Nos hemos querido siempre, Susy

Si hay algo que nunca se debe hacer, es mentirle a los niños, ni ocultarles verdades, por evitarles algún dolor, porque tarde o temprano, lo sufren.

Cuando yo tenía alrededor de 7 años, noté cierto movimiento inusual en mi casa, especialmente con mi hermana Susy, quien tendría unos 17 años. Ciertas compras especiales de ropa fuera de estación, ciertos papeleos, ciertas llamadas larga distancia y finalmente algo que delataba el cometido, una maleta. Sí, mi hermana Susy viajaba a Chicago.
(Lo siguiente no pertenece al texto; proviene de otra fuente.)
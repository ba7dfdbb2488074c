// SPDX-License-Identifier: PMPL-1.0-or-later
// Copyright (c) 2026 Jonathan D.A. Jewell (hyperpolymath) <jonathan.jewell@open.ac.uk>
//
// Page selection: candidate filter, union/split resolver and page orderer.

pub mod filter;
pub mod order;
pub mod resolver;

pub use filter::{Candidate, CandidateFilter, Selection};
pub use order::{ReadingDirection, order_by_reading, reading_direction};
pub use resolver::UnionResolver;
// SPDX-License-Identifier: PMPL-1.0-or-later
// Copyright (c) 2026 Jonathan D.A. Jewell (hyperpolymath) <jonathan.jewell@open.ac.uk>
//
// Per-folder metadata document.
//
// One `FolderRecord` describes a batch of photographs: their dimensions,
// pre-rotation, the page rectangles selected for each (possibly corrected by
// a human in a QC tool), and a log of engine runs. The document is stored as
// JSON next to the photographs.

use chrono::{DateTime, Utc};
use serde::{Deserialize, Serialize};
use uuid::Uuid;

use crate::config::SelectionPolicy;
use crate::error::Result;
use crate::geometry::{OrientedRect, Rotation};
use crate::types::{PhotoWarning, Warning};

/// One page (or color-card patch) on a photograph.
#[derive(Debug, Clone, PartialEq, Serialize, Deserialize)]
pub struct PageRecord {
    #[serde(rename = "minAreaRect")]
    pub min_area_rect: OrientedRect,
    #[serde(default)]
    pub warnings: Vec<Warning>,
    #[serde(default)]
    pub tags: Vec<String>,
}

impl PageRecord {
    pub fn new(min_area_rect: OrientedRect, warnings: Vec<Warning>) -> Self {
        Self {
            min_area_rect,
            warnings,
            tags: Vec::new(),
        }
    }

    pub fn has_tag(&self, tag: &str) -> bool {
        self.tags.iter().any(|t| t == tag)
    }
}

/// Metadata for one photograph.
#[derive(Debug, Clone, PartialEq, Serialize, Deserialize)]
pub struct PhotoRecord {
    pub img_path: String,
    /// Width after `rotation` has been applied.
    pub width: u32,
    /// Height after `rotation` has been applied.
    pub height: u32,
    #[serde(default)]
    pub rotation: Rotation,
    /// Excluded from all output.
    #[serde(default)]
    pub hidden: bool,
    #[serde(default)]
    pub pages: Vec<PageRecord>,
    #[serde(default, skip_serializing_if = "Vec::is_empty")]
    pub warnings: Vec<PhotoWarning>,
}

impl PhotoRecord {
    pub fn new(img_path: impl Into<String>, width: u32, height: u32) -> Self {
        Self {
            img_path: img_path.into(),
            width,
            height,
            rotation: Rotation::Deg0,
            hidden: false,
            pages: Vec::new(),
            warnings: Vec::new(),
        }
    }

    /// Pages to export, excluding color-card patches.
    pub fn content_pages<'a>(&'a self, patch_tag: &'a str) -> impl Iterator<Item = &'a PageRecord> + 'a {
        self.pages.iter().filter(move |p| !p.has_tag(patch_tag))
    }

    /// Color-card patches tagged on this photograph.
    pub fn color_patches<'a>(&'a self, patch_tag: &'a str) -> impl Iterator<Item = &'a PageRecord> + 'a {
        self.pages.iter().filter(move |p| p.has_tag(patch_tag))
    }

    /// Number of images this photograph produces: one per content page,
    /// or one for the whole photograph when there is none.
    pub fn output_count(&self, patch_tag: &str) -> usize {
        self.content_pages(patch_tag).count().max(1)
    }
}

/// Log entry for one engine run over a folder.
#[derive(Debug, Clone, PartialEq, Serialize, Deserialize)]
pub struct RunRecord {
    pub id: Uuid,
    pub date: DateTime<Utc>,
    pub version: String,
    pub selection: SelectionPolicy,
}

impl RunRecord {
    pub fn new(selection: SelectionPolicy) -> Self {
        Self {
            id: Uuid::new_v4(),
            date: Utc::now(),
            version: env!("CARGO_PKG_VERSION").to_owned(),
            selection,
        }
    }
}

/// Metadata document for a folder of photographs.
#[derive(Debug, Clone, PartialEq, Serialize, Deserialize)]
pub struct FolderRecord {
    pub folder_path: String,
    /// Set once a human has reviewed every photograph.
    #[serde(default)]
    pub checked: bool,
    /// Page lists are already in reading order; skip automatic ordering.
    #[serde(default)]
    pub pages_order: bool,
    #[serde(default)]
    pub runs: Vec<RunRecord>,
    pub files: Vec<PhotoRecord>,
}

impl FolderRecord {
    pub fn new(folder_path: impl Into<String>, files: Vec<PhotoRecord>) -> Self {
        Self {
            folder_path: folder_path.into(),
            checked: false,
            pages_order: false,
            runs: Vec::new(),
            files,
        }
    }

    pub fn load(path: impl AsRef<std::path::Path>) -> Result<Self> {
        let data = std::fs::read_to_string(path.as_ref())?;
        Ok(serde_json::from_str(&data)?)
    }

    pub fn save(&self, path: impl AsRef<std::path::Path>) -> Result<()> {
        let json = serde_json::to_string_pretty(self)?;
        std::fs::write(path.as_ref(), json)?;
        Ok(())
    }
}
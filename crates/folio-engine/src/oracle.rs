// SPDX-License-Identifier: PMPL-1.0-or-later
// Copyright (c) 2026 Jonathan D.A. Jewell (hyperpolymath) <jonathan.jewell@open.ac.uk>
//
// Output contract of the segmentation oracle.

use folio_core::CropWindow;
use image::GrayImage;

/// One candidate region reported by the oracle.
#[derive(Debug, Clone)]
pub struct OracleMask {
    /// Binary mask at the oracle's working resolution; any non-zero pixel
    /// is foreground.
    pub mask: GrayImage,
    /// Sampling window the candidate was found in, in working-resolution
    /// pixels of the unrotated photograph.
    pub crop_window: CropWindow,
    /// Area reported by the oracle. Informational only; the engine uses the
    /// area of the dominant contour instead.
    pub area: Option<u64>,
}

impl OracleMask {
    pub fn new(mask: GrayImage, crop_window: CropWindow) -> Self {
        Self {
            mask,
            crop_window,
            area: None,
        }
    }
}

/// Every candidate the oracle produced for one photograph.
#[derive(Debug, Clone, Default)]
pub struct OracleOutput {
    pub masks: Vec<OracleMask>,
}

impl OracleOutput {
    pub fn new(masks: Vec<OracleMask>) -> Self {
        Self { masks }
    }

    pub fn is_empty(&self) -> bool {
        self.masks.is_empty()
    }
}
// SPDX-License-Identifier: PMPL-1.0-or-later
// Copyright (c) 2026 Jonathan D.A. Jewell (hyperpolymath) <jonathan.jewell@open.ac.uk>
//
// Collaborator interfaces of the batch runner: where oracle output and
// photographs come from, and where extracted pages go.

use folio_core::error::Result;
use folio_core::{ExposureInfo, PhotoRecord};
use folio_engine::OracleOutput;
use image::DynamicImage;

/// Cheap metadata about a photograph, read without decoding pixels.
#[derive(Debug, Clone, Copy, PartialEq)]
pub struct ImageProbe {
    /// Stored width, before any pre-rotation.
    pub width: u32,
    /// Stored height, before any pre-rotation.
    pub height: u32,
    pub exposure: ExposureInfo,
}

/// A decoded photograph, before pre-rotation.
#[derive(Debug, Clone)]
pub struct LoadedImage {
    pub image: DynamicImage,
    pub exposure: ExposureInfo,
    /// The source is black-and-white only.
    pub bilevel: bool,
}

/// Segmentation-oracle output per photograph.
pub trait AnnotationSource: Send + Sync {
    /// `Ok(None)` when the oracle has nothing for this photograph.
    fn load(&self, photo: &PhotoRecord) -> Result<Option<OracleOutput>>;

    /// Output of a second, denser oracle pass, consulted when the first
    /// one yields the wrong number of pages.
    fn load_dense(&self, _photo: &PhotoRecord) -> Result<Option<OracleOutput>> {
        Ok(None)
    }
}

/// Source photographs.
///
/// Unreadable or missing images are reported as `Ok(None)`, never as an
/// error.
pub trait ImageSource: Send + Sync {
    fn probe(&self, photo: &PhotoRecord) -> Result<Option<ImageProbe>>;

    fn load(&self, photo: &PhotoRecord) -> Result<Option<LoadedImage>>;
}

/// Destination of extracted pages, addressed by relative name.
pub trait ArtifactSink: Send + Sync {
    fn exists(&self, name: &str) -> bool;

    fn write(&self, name: &str, image: &DynamicImage) -> Result<()>;
}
Con ella, mi relación era específicamente maternal y fraternal. Mi segunda madre, mi gran hermana. Me bañó desde que nací, me cocinaba especialmente, me talqueaba y me explicó por qué se me paraba el “pipí”, me cuidaba por las noches, me ayudaba en las tareas escolares, paseábamos juntos y con sus amigas, me usaba de cómplice en sus travesuras con sus primeros enamoradillos, me bautizó con mil sobrenombres “corazón de melón, papiquerido, mi cucharón, mijo querido”. Susy me sustentó con afectos y cuidados adicionales.

Hasta que una noche entró al escritorio donde yo estaba haciendo mi tarea, para decirme “Papachito, me voy a ir de viaje por un tiempo...” No recuerdo bien cómo terminó su comunicado, pero todo parecía resistible. Era sólo un viaje temporal. Es más, me emocionaba que ella viajara, que estuviera más cerca de Disney, mi sueño de todas las noches de infancia.

Un 16 de agosto por la noche, con la maleta abierta, la vi meter las últimas artesanías que familiares le encargaban llevar. La recuerdo vestida con un pantalón celeste de jersey, una blusa floreada, un neceser, un bolso de alpaca que le obsequiaron y su estuche con todos sus documentos, incluido un talonario que aun recuerdo lleno de travel checks que mi papá le advirtió cuidar mucho. Así emprendimos el viaje. Nosotros al aeropuerto, ella a su destino final.

Después de los chequeos obligatorios, llegó el momento de despedirse. Parece que su rostro al acercarse a besarme, me dijo que no nos veríamos por mucho tiempo o quizás, recién entendía yo con claridad, que Susy estaba marchándose no sólo del país, sino también de mi vida. Su beso fue prolongado y amoroso como siempre, pero con ese tonito escondido de “tienes que ser fuerte, corazón de melón”. Yo ya había empezado a llorar, porque toda la escena lo ameritaba, las caras de mis papás, de mis hermanos, de mis tías, de sus amigas. El cielo entero llovía.

Cuando cruzó la puerta de ingreso y vi su última despedida con la mano alzada, se me rompió el alma. Algún órgano interno y desconocido parece que se desgarró, ocasionándome echar un grito agudo de dolor y soltar una sarta violenta de lágrimas que mojaron mi cara y el abrigo de mi mamá, quien me apretaba contra ella. Lloré por una semana. Algo se había muerto sin morir. Su ausencia me destruyó. Susy me había dejado un poco huérfano, desvalido y solo.

Recordar esas semanas aún me producen dentro, un cierto ahogo extraño. Proviene de esas cavidades del corazón que nunca más, nadie podría llenar, que se quedan vacías para siempre y con las que tenemos que aprender a vivir, a crecer, a subsistir. Ley de la vida. Avances sin retrocesos.

Han pasado muchos, muchos años. Susy es ciudadana de otras tierras. Hoy, es hasta abuela. Me llama por teléfono semanalmente y hablamos más de una hora. Infaliblemente el calor, la confabulación, la intimidad, el acogimiento se han mantenido intactos.

Raíces robustas. Años frondosos. Ramas entrelazadas de por vida. Sangre y savia. Florecimientos indestructibles. Hermanos desde siempre y para siempre. El árbol del amor, al fin y al cabo.